Dr Craig Valli and Dr Ian Martinus 15th Feb 2022
This is part one of a series about low cost, simple steps that small to medium enterprises (SMEs) can undertake to better secure systems (phones, tablets, laptops, computers, routers, TV, fridges, any Internet connected device) from cyber-attacks, resulting incidents and resulting impacts. By enacting steps outlined SME will improve their resilience and safety of their information systems to cyber security risks and attacks.
The 5th domain of human engagement is cyber, the other 4 traditional domains are land, sea, air and space. Up until the introduction of the Internet into Western Australia and even Australia we have enjoyed relative isolation from a security perspective i.e. if there was a crime or an incident it was traditionally a result of the localised Australian based “usual suspects”, with the odd incursion by organised crime syndicates. With this, came the ability to track down and prosecute the wrong doers with some success.
However, the introduction of the Internet into our lives has now made the threat to our assets global in nature. Crimes and attacks from the Internet occur in timelines of seconds and milliseconds from initial engagement to conclusion of the crime e.g. a fraudulent wire transfer, shutting down a facility, erasing a database, accessing private, confidential or commercially sensitive information.
The nature and capability of the attackers has changed. For example, attacking a financial system is no longer just a small gang of dilletantes with firearms taking thousands of dollars from a local branch safe, cyber-crime is well organised, professionally run. Cyber criminal gangs recruit the best talent from across the globe and will attack the entire systems at once for millions of dollars at a time. They will also use the asymmetry of the Internet also to steal small amounts with a distributed attack say taking $2 at a time but from 10 million victims.
A local WA SME can run budgets into the 100s of millions value and be critical to the functioning of society and security of the nation. As a result, they also hold a wide range of financial and other data of interest on their customers (plans, designs, intellectual property etc) and their service providers that will be of interest to cyber criminals, sovereign state intelligence agencies, activists and others. Remember, to access this information they do not have to drive to your location, enter your domiciles and physically steal this information, they can access it through insecure systems you have in a matter of seconds from anywhere on the Internet with relative anonymity.
Passwords the Cyber Security pariah
Passwords are often our only defence against compromise of a system and are one of the largest sources of failure for cyber security. There are some behaviours that are plain negligent such as not changing default passwords, password reuse and having simple, short, repeated or dictionary-based passwords, across all device and platform types that is laptop, computer, phone,tablet, WiFi router, gaming console, TV, fridge … anything that is Internet connected.

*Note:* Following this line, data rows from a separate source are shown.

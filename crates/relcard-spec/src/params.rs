//! Request parameter parsing for the boundary layer.
//!
//! Both the HTTP endpoint and the CLI funnel their raw key/value pairs
//! through [`options_from_params`] so that defaults, clamping and rejection
//! of unknown enum values behave identically everywhere.

use std::collections::HashMap;
use std::str::FromStr;

use crate::error::ParamError;
use crate::options::{ImageGeneratorOptions, DEFAULT_HEIGHT, DEFAULT_WIDTH};

/// Smallest width/height accepted from a request; smaller values are clamped up.
pub const MIN_REQUEST_DIMENSION: i64 = 100;

/// Largest width/height accepted from a request; larger values are clamped down.
pub const MAX_REQUEST_DIMENSION: i64 = 4000;

/// Largest seed accepted from a request (2^53 - 2).
pub const MAX_REQUEST_SEED: u64 = 9_007_199_254_740_990;

/// Splits a URL query string into decoded key/value pairs.
///
/// `+` decodes to a space and `%XX` escapes to the byte they name; malformed
/// escapes are kept literally. Keys without `=` get an empty value.
pub fn parse_query(query: &str) -> Vec<(String, String)> {
    query
        .split('&')
        .filter(|part| !part.is_empty())
        .map(|part| match part.split_once('=') {
            Some((key, value)) => (percent_decode(key), percent_decode(value)),
            None => (percent_decode(part), String::new()),
        })
        .collect()
}

/// Decodes `application/x-www-form-urlencoded` text.
pub fn percent_decode(input: &str) -> String {
    let bytes = input.as_bytes();
    let mut out = Vec::with_capacity(bytes.len());
    let mut i = 0;
    while i < bytes.len() {
        match bytes[i] {
            b'+' => {
                out.push(b' ');
                i += 1;
            }
            b'%' if i + 2 < bytes.len() => {
                match (hex_value(bytes[i + 1]), hex_value(bytes[i + 2])) {
                    (Some(hi), Some(lo)) => {
                        out.push((hi << 4) | lo);
                        i += 3;
                    }
                    _ => {
                        out.push(b'%');
                        i += 1;
                    }
                }
            }
            byte => {
                out.push(byte);
                i += 1;
            }
        }
    }
    String::from_utf8_lossy(&out).into_owned()
}

fn hex_value(byte: u8) -> Option<u8> {
    match byte {
        b'0'..=b'9' => Some(byte - b'0'),
        b'a'..=b'f' => Some(byte - b'a' + 10),
        b'A'..=b'F' => Some(byte - b'A' + 10),
        _ => None,
    }
}

/// Parses the leading integer of a string the way lenient form handling does:
/// optional whitespace, optional sign, then digits up to the first non-digit.
/// Saturates instead of overflowing.
fn leading_int(raw: &str) -> Option<i64> {
    let trimmed = raw.trim_start();
    let (negative, digits) = match trimmed.as_bytes().first() {
        Some(b'-') => (true, &trimmed[1..]),
        Some(b'+') => (false, &trimmed[1..]),
        _ => (false, trimmed),
    };

    let mut value: i64 = 0;
    let mut seen = false;
    for byte in digits.bytes() {
        if !byte.is_ascii_digit() {
            break;
        }
        seen = true;
        value = value
            .saturating_mul(10)
            .saturating_add(i64::from(byte - b'0'));
    }

    seen.then(|| if negative { -value } else { value })
}

fn dimension(raw: Option<&str>, default: u32) -> u32 {
    let parsed = raw.and_then(leading_int).filter(|value| *value != 0);
    match parsed {
        Some(value) => value.clamp(MIN_REQUEST_DIMENSION, MAX_REQUEST_DIMENSION) as u32,
        None => default,
    }
}

fn closed<T>(raw: Option<&str>, param: &'static str) -> Result<Option<T>, ParamError>
where
    T: FromStr,
{
    match raw {
        None | Some("") => Ok(None),
        Some(value) => value
            .parse::<T>()
            .map(Some)
            .map_err(|_| ParamError::InvalidValue {
                param,
                value: value.to_string(),
            }),
    }
}

fn non_empty(raw: Option<&str>) -> Option<String> {
    raw.filter(|value| !value.is_empty()).map(str::to_string)
}

/// Builds generator options from request parameters.
///
/// Unknown parameter names are ignored; when a name repeats, the first
/// occurrence is used.
pub fn options_from_params<K, V>(pairs: &[(K, V)]) -> Result<ImageGeneratorOptions, ParamError>
where
    K: AsRef<str>,
    V: AsRef<str>,
{
    let mut params: HashMap<&str, &str> = HashMap::new();
    for (key, value) in pairs {
        params.entry(key.as_ref()).or_insert(value.as_ref());
    }
    let get = |name: &str| params.get(name).copied();

    let font_family = closed(get("fontFamily"), "fontFamily")?.unwrap_or_default();
    let font_weight = closed(get("fontWeight"), "fontWeight")?.unwrap_or_default();
    let label_font_family = closed(get("labelFontFamily"), "labelFontFamily")?;
    let label_font_weight = closed(get("labelFontWeight"), "labelFontWeight")?;
    let image_format = closed(get("imageFormat"), "imageFormat")?.unwrap_or_default();
    let noise_level = closed(get("noiseLevel"), "noiseLevel")?.unwrap_or_default();
    let pattern_type = closed(get("patternType"), "patternType")?;

    let seed = match get("seed") {
        None => None,
        Some(raw) => {
            let value = leading_int(raw).ok_or_else(|| ParamError::InvalidNumber {
                param: "seed",
                value: raw.to_string(),
            })?;
            Some((value.max(0) as u64).min(MAX_REQUEST_SEED))
        }
    };

    Ok(ImageGeneratorOptions {
        text: non_empty(get("text")),
        label: non_empty(get("label")),
        width: dimension(get("width"), DEFAULT_WIDTH),
        height: dimension(get("height"), DEFAULT_HEIGHT),
        font_family,
        font_weight,
        label_font_family,
        label_font_weight,
        primary_color: non_empty(get("primaryColor")),
        image_format,
        pattern_type,
        noise_level,
        seed,
    })
}

#[cfg(test)]
mod tests {
    use super::*;
    use crate::types::{FontFamily, ImageFormat, NoiseLevel, PatternType};
    use pretty_assertions::assert_eq;

    fn options(query: &str) -> Result<ImageGeneratorOptions, ParamError> {
        options_from_params(&parse_query(query))
    }

    #[test]
    fn test_empty_query_yields_defaults() {
        assert_eq!(options("").unwrap(), ImageGeneratorOptions::default());
    }

    #[test]
    fn test_full_query() {
        let parsed = options(
            "text=v1.2.3&width=1200&height=600&fontFamily=readexpro&fontWeight=bold\
             &imageFormat=png&noiseLevel=medium&seed=42&patternType=steps",
        )
        .unwrap();
        assert_eq!(parsed.text.as_deref(), Some("v1.2.3"));
        assert_eq!((parsed.width, parsed.height), (1200, 600));
        assert_eq!(parsed.font_family, FontFamily::Readexpro);
        assert_eq!(parsed.image_format, ImageFormat::Png);
        assert_eq!(parsed.noise_level, NoiseLevel::Medium);
        assert_eq!(parsed.pattern_type, Some(PatternType::Steps));
        assert_eq!(parsed.seed, Some(42));
    }

    #[test]
    fn test_unknown_font_family_is_rejected() {
        let err = options("fontFamily=foo").unwrap_err();
        assert_eq!(err.to_string(), "Invalid fontFamily");
        assert_eq!(err.value(), "foo");
    }

    #[test]
    fn test_each_enum_parameter_is_checked() {
        for param in [
            "fontWeight",
            "imageFormat",
            "noiseLevel",
            "patternType",
            "labelFontFamily",
            "labelFontWeight",
        ] {
            let err = options(&format!("{param}=nope")).unwrap_err();
            assert_eq!(err.param(), param);
        }
    }

    #[test]
    fn test_dimensions_are_clamped_or_defaulted() {
        let parsed = options("width=5&height=99999").unwrap();
        assert_eq!((parsed.width, parsed.height), (100, 4000));

        let parsed = options("width=abc&height=0").unwrap();
        assert_eq!((parsed.width, parsed.height), (1920, 1080));

        let parsed = options("width=640px&height=-20").unwrap();
        assert_eq!((parsed.width, parsed.height), (640, 100));
    }

    #[test]
    fn test_seed_is_clamped_and_validated() {
        assert_eq!(options("seed=-7").unwrap().seed, Some(0));
        assert_eq!(
            options("seed=99999999999999999999").unwrap().seed,
            Some(MAX_REQUEST_SEED)
        );
        let err = options("seed=abc").unwrap_err();
        assert_eq!(err.code(), "P002");
    }

    #[test]
    fn test_empty_strings_are_absent() {
        let parsed = options("text=&primaryColor=&patternType=").unwrap();
        assert!(parsed.text.is_none());
        assert!(parsed.primary_color.is_none());
        assert!(parsed.pattern_type.is_none());
    }

    #[test]
    fn test_percent_decoding() {
        assert_eq!(percent_decode("v1.0+%F0%9F%9A%80"), "v1.0 \u{1F680}");
        assert_eq!(percent_decode("%23ff0000"), "#ff0000");
        assert_eq!(percent_decode("100%"), "100%");
        assert_eq!(percent_decode("%zz"), "%zz");
    }

    #[test]
    fn test_first_duplicate_wins() {
        let parsed = options("text=a&text=b").unwrap();
        assert_eq!(parsed.text.as_deref(), Some("a"));

        // A bad repeat is never looked at.
        let parsed = options("fontFamily=inter&fontFamily=foo&seed=5&seed=x").unwrap();
        assert_eq!(parsed.seed, Some(5));
    }
}
//! HTTP endpoint over a real socket.
//!
//! ```bash
//! cargo test -p relcard-cli --test serve_http
//! ```

use std::sync::Arc;

use relcard_cli::commands::serve::{serve, AppState};
use relcard_cli::config::ServerConfig;
use relcard_render::FontStack;
use tokio::io::{AsyncReadExt, AsyncWriteExt};
use tokio::net::{TcpListener, TcpStream};
use tokio::sync::broadcast;

/// Send one request and return (status line, headers, body).
async fn fetch(addr: std::net::SocketAddr, request: &str) -> (String, String, Vec<u8>) {
    let mut stream = TcpStream::connect(addr).await.unwrap();
    stream.write_all(request.as_bytes()).await.unwrap();

    let mut raw = Vec::new();
    stream.read_to_end(&mut raw).await.unwrap();

    let split = raw.windows(4).position(|w| w == b"\r\n\r\n").unwrap();
    let head = String::from_utf8(raw[..split].to_vec()).unwrap();
    let body = raw[split + 4..].to_vec();
    let (status, headers) = head.split_once("\r\n").unwrap_or((head.as_str(), ""));
    (status.to_string(), headers.to_string(), body)
}

#[tokio::test]
async fn test_serves_release_card() {
    let listener = TcpListener::bind("127.0.0.1:0").await.unwrap();
    let addr = listener.local_addr().unwrap();
    let state = Arc::new(AppState::new(FontStack::builtin_only(), &ServerConfig::default()));
    let (shutdown_tx, shutdown_rx) = broadcast::channel(1);
    let server = tokio::spawn(serve(listener, state, shutdown_rx));

    let (status, headers, body) = fetch(
        addr,
        "GET /api/generateImage?text=v1.2.3&width=1200&height=600&fontFamily=readexpro\
         &fontWeight=bold&imageFormat=png&noiseLevel=medium&seed=42 HTTP/1.1\r\nHost: localhost\r\n\r\n",
    )
    .await;
    assert_eq!(status, "HTTP/1.1 200 OK");
    assert!(headers.contains("Content-Type: image/png"));
    assert!(headers.contains("Connection: close"));

    let decoder = png::Decoder::new(body.as_slice());
    let reader = decoder.read_info().unwrap();
    assert_eq!((reader.info().width, reader.info().height), (1200, 600));

    let (status, _, body) = fetch(
        addr,
        "GET /api/generateImage?fontFamily=foo HTTP/1.1\r\n\r\n",
    )
    .await;
    assert_eq!(status, "HTTP/1.1 400 Bad Request");
    assert_eq!(body, b"Invalid fontFamily");

    let (status, _, _) = fetch(addr, "nonsense\r\n\r\n").await;
    assert_eq!(status, "HTTP/1.1 400 Bad Request");

    shutdown_tx.send(()).unwrap();
    server.await.unwrap();
}
//! relcard request model.
//!
//! This crate defines what a caller may ask the generator for: the closed
//! parameter sets (font families, weights, formats, patterns, noise levels),
//! the [`ImageGeneratorOptions`] bundle, and the boundary-layer parsing that
//! turns raw query parameters into options or a 4xx-style [`ParamError`].
//!
//! # Example
//!
//! ```
//! use relcard_spec::{options_from_params, parse_query, PatternType};
//!
//! let pairs = parse_query("text=v1.2.3&width=1200&height=600&patternType=hexagons&seed=42");
//! let options = options_from_params(&pairs).unwrap();
//! assert_eq!(options.pattern_type, Some(PatternType::Hexagons));
//! assert_eq!(options.seed, Some(42));
//! ```

pub mod error;
pub mod options;
pub mod params;
pub mod types;
pub mod validation;

pub use error::{ParamError, ValidationError};
pub use options::{ImageGeneratorOptions, DEFAULT_HEIGHT, DEFAULT_WIDTH};
pub use params::{options_from_params, parse_query, percent_decode};
pub use types::{FontFamily, FontWeight, ImageFormat, NoiseLevel, PatternType, UnknownVariant};
pub use validation::{validate_options, validate_resolution};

This problem lies primarily with the lack of education of end users. This can be rectified through good governance and driving sensible policy that impacts business procedure. Once the policy is set it is about using systems to ensure attributes such as password length and complexity are complied with.
We recommend a minimum of 15-character passwords that have a combination of upper, lower, numbers and special characters and are complex. Yes, complexity is important!! Simple passwords should not rate a mention, but people continue to use dictionary words which in any language is a bad idea. Also appending a number to the end of dictionary word is not smart or secure e.g. Password1 is all too prevalent when we have conducted audits on organisations accounts. Do not use your pet, maiden name, children’s names, football team or date of birth, these are all bad choices because they are all publicly available. Keyboard patterns such as qwerty1234 are also a bad choice.
Always change default/factory or even service provider installed passwords to all systems. Why? Because a default/factory password is in a manual that is typically publicly available. In the case of length, it matters for critical systems and it is recommended that you use the maximum possible characters. We have demonstrated the ability to break any 8-character password in under 2 minutes unlike a 12-character password that may take several days to a week, 64 characters can take several years to decades to break on the same hardware.
Using a password vault/safe such as LastPass can help you create secure passwords and, also provide a secure repository for your passwords. The good ones work across all your devices, the only caveat is to ensure that you use a very strong password for the password to access your password vault. If it is on your mobile or tablet use a biometric such as fingerprint to protect the application as well where possible.
Serious consideration should be given to multi-factor authentication(MFA). Some of us already use this on our phones e.g PIN and biometric (fingerprint, face). MFA even on your desktop/laptop computers in your workspaces, why it prevents malicious insiders/inquiring children getting access to a workers device. A decent USB fingerprint reader costs around $70-100 and is the perfect MFA foil for the access “drive-by” .
Taking the simple preventative steps mentioned in this article about passwords will significantly reduce risk to most information systems in SMEs.